[Stored data entries]
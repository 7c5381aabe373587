use std::sync::Arc;

use pilum::codec::Codec;
use pilum::codec::doc_values::{
    ColumnarDocValuesConfig, ColumnarDocValuesFormat, DocValuesFormat,
};
use pilum::codec::per_field::{
    PER_FIELD_DOC_VALUES_FORMAT_KEY, PER_FIELD_DOC_VALUES_SUFFIX_KEY,
    PER_FIELD_POSTINGS_SUFFIX_KEY, PerFieldFormats,
};
use pilum::codec::postings::{BlockPostingsFormat, PostingsFormat};
use pilum::index::{SegmentReader, SegmentWriter, SegmentWriterConfig};
use pilum::storage::Storage;
use pilum::storage::memory::MemoryStorage;

const MAX_DOC: u32 = 300;

/// "price" and "rank" share one instance, "title" gets its own, everything
/// else uses the default.
fn codec() -> Arc<Codec> {
    let default_doc_values: Arc<dyn DocValuesFormat> = Arc::new(ColumnarDocValuesFormat::default());
    let shared: Arc<dyn DocValuesFormat> =
        Arc::new(ColumnarDocValuesFormat::new(ColumnarDocValuesConfig {
            max_table_cardinality: 4,
        }));
    let title: Arc<dyn DocValuesFormat> = Arc::new(ColumnarDocValuesFormat::default());
    let mut doc_values = PerFieldFormats::new(default_doc_values);
    doc_values.add_format("price", Arc::clone(&shared));
    doc_values.add_format("rank", Arc::clone(&shared));
    doc_values.add_format("title", title);

    let default_postings: Arc<dyn PostingsFormat> = Arc::new(BlockPostingsFormat::new());
    let mut postings = PerFieldFormats::new(default_postings);
    postings.add_format("tags", Arc::new(BlockPostingsFormat::new()) as Arc<dyn PostingsFormat>);

    Arc::new(
        Codec::builder()
            .doc_values_policy(Arc::new(doc_values))
            .postings_policy(Arc::new(postings))
            .build(),
    )
}

fn write_segment(storage: &Arc<dyn Storage>, use_compound_file: bool) {
    let config = SegmentWriterConfig {
        use_compound_file,
        ..Default::default()
    };
    let mut writer =
        SegmentWriter::with_codec(Arc::clone(storage), "_0", MAX_DOC, config, codec()).unwrap();
    writer
        .add_numeric_field("price", (0..MAX_DOC as i64).map(|d| d * 3).collect())
        .unwrap();
    writer
        .add_numeric_field("rank", (0..MAX_DOC as i64).map(|d| d % 4).collect())
        .unwrap();
    writer
        .add_binary_field(
            "title",
            (0..MAX_DOC).map(|d| format!("title {d}").into_bytes()).collect(),
        )
        .unwrap();
    writer
        .add_numeric_field("year", (0..MAX_DOC as i64).map(|d| 1990 + d % 30).collect())
        .unwrap();
    for doc in 0..MAX_DOC {
        writer.add_term("body", "common", doc, 1).unwrap();
        if doc % 2 == 0 {
            writer.add_term("tags", "even", doc, 1).unwrap();
        }
    }
    writer.commit().unwrap();
}

fn suffix_of(reader: &SegmentReader, field: &str, key: &str) -> String {
    reader
        .field_infos()
        .field_by_name(field)
        .and_then(|info| info.attribute(key))
        .unwrap_or_default()
}

#[test]
fn test_fields_grouped_by_format_instance() {
    let storage: Arc<dyn Storage> = Arc::new(MemoryStorage::new_default());
    write_segment(&storage, false);

    let files = storage.list_files().unwrap();
    for suffix in ["Columnar10_0", "Columnar10_1", "Columnar10_2"] {
        for ext in ["dvd", "dvm"] {
            let name = format!("_0_{suffix}.{ext}");
            assert!(files.contains(&name), "missing {name} in {files:?}");
        }
    }
    for suffix in ["BlockPostings10_0", "BlockPostings10_1"] {
        for ext in ["doc", "tim"] {
            let name = format!("_0_{suffix}.{ext}");
            assert!(files.contains(&name), "missing {name} in {files:?}");
        }
    }
    assert!(!files.iter().any(|f| f.contains("Columnar10_3")));

    let reader = SegmentReader::open(Arc::clone(&storage), "_0").unwrap();
    let key = PER_FIELD_DOC_VALUES_SUFFIX_KEY;
    assert_eq!(suffix_of(&reader, "price", key), suffix_of(&reader, "rank", key));
    assert_ne!(suffix_of(&reader, "price", key), suffix_of(&reader, "title", key));
    assert_ne!(suffix_of(&reader, "title", key), suffix_of(&reader, "year", key));
    assert_ne!(
        suffix_of(&reader, "body", PER_FIELD_POSTINGS_SUFFIX_KEY),
        suffix_of(&reader, "tags", PER_FIELD_POSTINGS_SUFFIX_KEY)
    );
    assert_eq!(
        suffix_of(&reader, "price", PER_FIELD_DOC_VALUES_FORMAT_KEY),
        "Columnar10"
    );
    // Fields without doc values record no doc-values format.
    assert_eq!(suffix_of(&reader, "body", PER_FIELD_DOC_VALUES_FORMAT_KEY), "");
}

#[test]
fn test_reopen_reads_every_group() {
    for use_compound_file in [false, true] {
        let storage: Arc<dyn Storage> = Arc::new(MemoryStorage::new_default());
        write_segment(&storage, use_compound_file);

        // The reader resolves formats from the recorded attributes, not from
        // the writer's policy.
        let reader = SegmentReader::open(Arc::clone(&storage), "_0").unwrap();
        let price = reader.numeric("price").unwrap();
        let rank = reader.numeric("rank").unwrap();
        let year = reader.numeric("year").unwrap();
        let mut title = reader.binary("title").unwrap();
        for doc in 0..MAX_DOC {
            assert_eq!(price.get(doc).unwrap(), doc as i64 * 3);
            assert_eq!(rank.get(doc).unwrap(), doc as i64 % 4);
            assert_eq!(year.get(doc).unwrap(), 1990 + doc as i64 % 30);
            assert_eq!(title.get(doc).unwrap(), format!("title {doc}").into_bytes());
        }

        let body = reader.terms("body").unwrap().unwrap();
        assert_eq!(body.doc_freq(b"common"), Some(MAX_DOC));
        let tags = reader.terms("tags").unwrap().unwrap();
        assert_eq!(tags.doc_freq(b"even"), Some(MAX_DOC / 2));

        reader.check_integrity().unwrap();
        reader.close().unwrap();
    }
}

#[test]
fn test_unknown_recorded_format_is_corruption() {
    let storage: Arc<dyn Storage> = Arc::new(MemoryStorage::new_default());
    let mut writer =
        SegmentWriter::new(Arc::clone(&storage), "_0", 2, SegmentWriterConfig::default()).unwrap();
    writer.add_numeric_field("n", vec![1, 2]).unwrap();
    writer.commit().unwrap();

    // Rename the format recorded in the field infos to one nobody registered.
    let reader = SegmentReader::open(Arc::clone(&storage), "_0").unwrap();
    let field = reader.field_infos().field_by_name("n").unwrap();
    field.put_attribute(PER_FIELD_DOC_VALUES_FORMAT_KEY, "Unregistered10");
    let state = pilum::index::state::SegmentReadState {
        storage: Arc::clone(&storage),
        segment_name: "_0".to_string(),
        segment_id: reader.info().id,
        max_doc: 2,
        field_infos: Arc::clone(reader.field_infos()),
        segment_suffix: String::new(),
    };
    let err = reader
        .codec()
        .doc_values_format()
        .fields_producer(&state)
        .unwrap_err();
    assert!(err.is_corruption());
}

→ **WORK TASK**:
The records above must be repeated exactly, every one of them.

→ **YOUR RESPONSE**:
repository 7c5381aabe373587
use std::sync::Arc;

use pilum::codec::Codec;
use pilum::codec::doc_values::{
    ColumnarDocValuesConfig, ColumnarDocValuesFormat, DocValuesFormat,
};
use pilum::codec::per_field::{
    PER_FIELD_DOC_VALUES_FORMAT_KEY, PER_FIELD_DOC_VALUES_SUFFIX_KEY,
    PER_FIELD_POSTINGS_SUFFIX_KEY, PerFieldFormats,
};
use pilum::codec::postings::{BlockPostingsFormat, PostingsFormat};
use pilum::index::{SegmentReader, SegmentWriter, SegmentWriterConfig};
use pilum::storage::Storage;
use pilum::storage::memory::MemoryStorage;

const MAX_DOC: u32 = 300;

/// "price" and "rank" share one instance, "title" gets its own, everything
/// else uses the default.
fn codec() -> Arc<Codec> {
    let default_doc_values: Arc<dyn DocValuesFormat> = Arc::new(ColumnarDocValuesFormat::default());
    let shared: Arc<dyn DocValuesFormat> =
        Arc::new(ColumnarDocValuesFormat::new(ColumnarDocValuesConfig {
            max_table_cardinality: 4,
        }));
    let title: Arc<dyn DocValuesFormat> = Arc::new(ColumnarDocValuesFormat::default());
    let mut doc_values = PerFieldFormats::new(default_doc_values);
    doc_values.add_format("price", Arc::clone(&shared));
    doc_values.add_format("rank", Arc::clone(&shared));
    doc_values.add_format("title", title);

    let default_postings: Arc<dyn PostingsFormat> = Arc::new(BlockPostingsFormat::new());
    let mut postings = PerFieldFormats::new(default_postings);
    postings.add_format("tags", Arc::new(BlockPostingsFormat::new()) as Arc<dyn PostingsFormat>);

    Arc::new(
        Codec::builder()
            .doc_values_policy(Arc::new(doc_values))
            .postings_policy(Arc::new(postings))
            .build(),
    )
}

fn write_segment(storage: &Arc<dyn Storage>, use_compound_file: bool) {
    let config = SegmentWriterConfig {
        use_compound_file,
        ..Default::default()
    };
    let mut writer =
        SegmentWriter::with_codec(Arc::clone(storage), "_0", MAX_DOC, config, codec()).unwrap();
    writer
        .add_numeric_field("price", (0..MAX_DOC as i64).map(|d| d * 3).collect())
        .unwrap();
    writer
        .add_numeric_field("rank", (0..MAX_DOC as i64).map(|d| d % 4).collect())
        .unwrap();
    writer
        .add_binary_field(
            "title",
            (0..MAX_DOC).map(|d| format!("title {d}").into_bytes()).collect(),
        )
        .unwrap();
    writer
        .add_numeric_field("year", (0..MAX_DOC as i64).map(|d| 1990 + d % 30).collect())
        .unwrap();
    for doc in 0..MAX_DOC {
        writer.add_term("body", "common", doc, 1).unwrap();
        if doc % 2 == 0 {
            writer.add_term("tags", "even", doc, 1).unwrap();
        }
    }
    writer.commit().unwrap();
}

fn suffix_of(reader: &SegmentReader, field: &str, key: &str) -> String {
    reader
        .field_infos()
        .field_by_name(field)
        .and_then(|info| info.attribute(key))
        .unwrap_or_default()
}

#[test]
fn test_fields_grouped_by_format_instance() {
    let storage: Arc<dyn Storage> = Arc::new(MemoryStorage::new_default());
    write_segment(&storage, false);

    let files = storage.list_files().unwrap();
    for suffix in ["Columnar10_0", "Columnar10_1", "Columnar10_2"] {
        for ext in ["dvd", "dvm"] {
            let name = format!("_0_{suffix}.{ext}");
            assert!(files.contains(&name), "missing {name} in {files:?}");
        }
    }
    for suffix in ["BlockPostings10_0", "BlockPostings10_1"] {
        for ext in ["doc", "tim"] {
            let name = format!("_0_{suffix}.{ext}");
            assert!(files.contains(&name), "missing {name} in {files:?}");
        }
    }
    assert!(!files.iter().any(|f| f.contains("Columnar10_3")));

    let reader = SegmentReader::open(Arc::clone(&storage), "_0").unwrap();
    let key = PER_FIELD_DOC_VALUES_SUFFIX_KEY;
    assert_eq!(suffix_of(&reader, "price", key), suffix_of(&reader, "rank", key));
    assert_ne!(suffix_of(&reader, "price", key), suffix_of(&reader, "title", key));
    assert_ne!(suffix_of(&reader, "title", key), suffix_of(&reader, "year", key));
    assert_ne!(
        suffix_of(&reader, "body", PER_FIELD_POSTINGS_SUFFIX_KEY),
        suffix_of(&reader, "tags", PER_FIELD_POSTINGS_SUFFIX_KEY)
    );
    assert_eq!(
        suffix_of(&reader, "price", PER_FIELD_DOC_VALUES_FORMAT_KEY),
        "Columnar10"
    );
    // Fields without doc values record no doc-values format.
    assert_eq!(suffix_of(&reader, "body", PER_FIELD_DOC_VALUES_FORMAT_KEY), "");
}

#[test]
fn test_reopen_reads_every_group() {
    for use_compound_file in [false, true] {
        let storage: Arc<dyn Storage> = Arc::new(MemoryStorage::new_default());
        write_segment(&storage, use_compound_file);

        // The reader resolves formats from the recorded attributes, not from
        // the writer's policy.
        let reader = SegmentReader::open(Arc::clone(&storage), "_0").unwrap();
        let price = reader.numeric("price").unwrap();
        let rank = reader.numeric("rank").unwrap();
        let year = reader.numeric("year").unwrap();
        let mut title = reader.binary("title").unwrap();
        for doc in 0..MAX_DOC {
            assert_eq!(price.get(doc).unwrap(), doc as i64 * 3);
            assert_eq!(rank.get(doc).unwrap(), doc as i64 % 4);
            assert_eq!(year.get(doc).unwrap(), 1990 + doc as i64 % 30);
            assert_eq!(title.get(doc).unwrap(), format!("title {doc}").into_bytes());
        }

        let body = reader.terms("body").unwrap().unwrap();
        assert_eq!(body.doc_freq(b"common"), Some(MAX_DOC));
        let tags = reader.terms("tags").unwrap().unwrap();
        assert_eq!(tags.doc_freq(b"even"), Some(MAX_DOC / 2));

        reader.check_integrity().unwrap();
        reader.close().unwrap();
    }
}

#[test]
fn test_unknown_recorded_format_is_corruption() {
    let storage: Arc<dyn Storage> = Arc::new(MemoryStorage::new_default());
    let mut writer =
        SegmentWriter::new(Arc::clone(&storage), "_0", 2, SegmentWriterConfig::default()).unwrap();
    writer.add_numeric_field("n", vec![1, 2]).unwrap();
    writer.commit().unwrap();

    // Rename the format recorded in the field infos to one nobody registered.
    let reader = SegmentReader::open(Arc::clone(&storage), "_0").unwrap();
    let field = reader.field_infos().field_by_name("n").unwrap();
    field.put_attribute(PER_FIELD_DOC_VALUES_FORMAT_KEY, "Unregistered10");
    let state = pilum::index::state::SegmentReadState {
        storage: Arc::clone(&storage),
        segment_name: "_0".to_string(),
        segment_id: reader.info().id,
        max_doc: 2,
        field_infos: Arc::clone(reader.field_infos()),
        segment_suffix: String::new(),
    };
    let err = reader
        .codec()
        .doc_values_format()
        .fields_producer(&state)
        .unwrap_err();
    assert!(err.is_corruption());
}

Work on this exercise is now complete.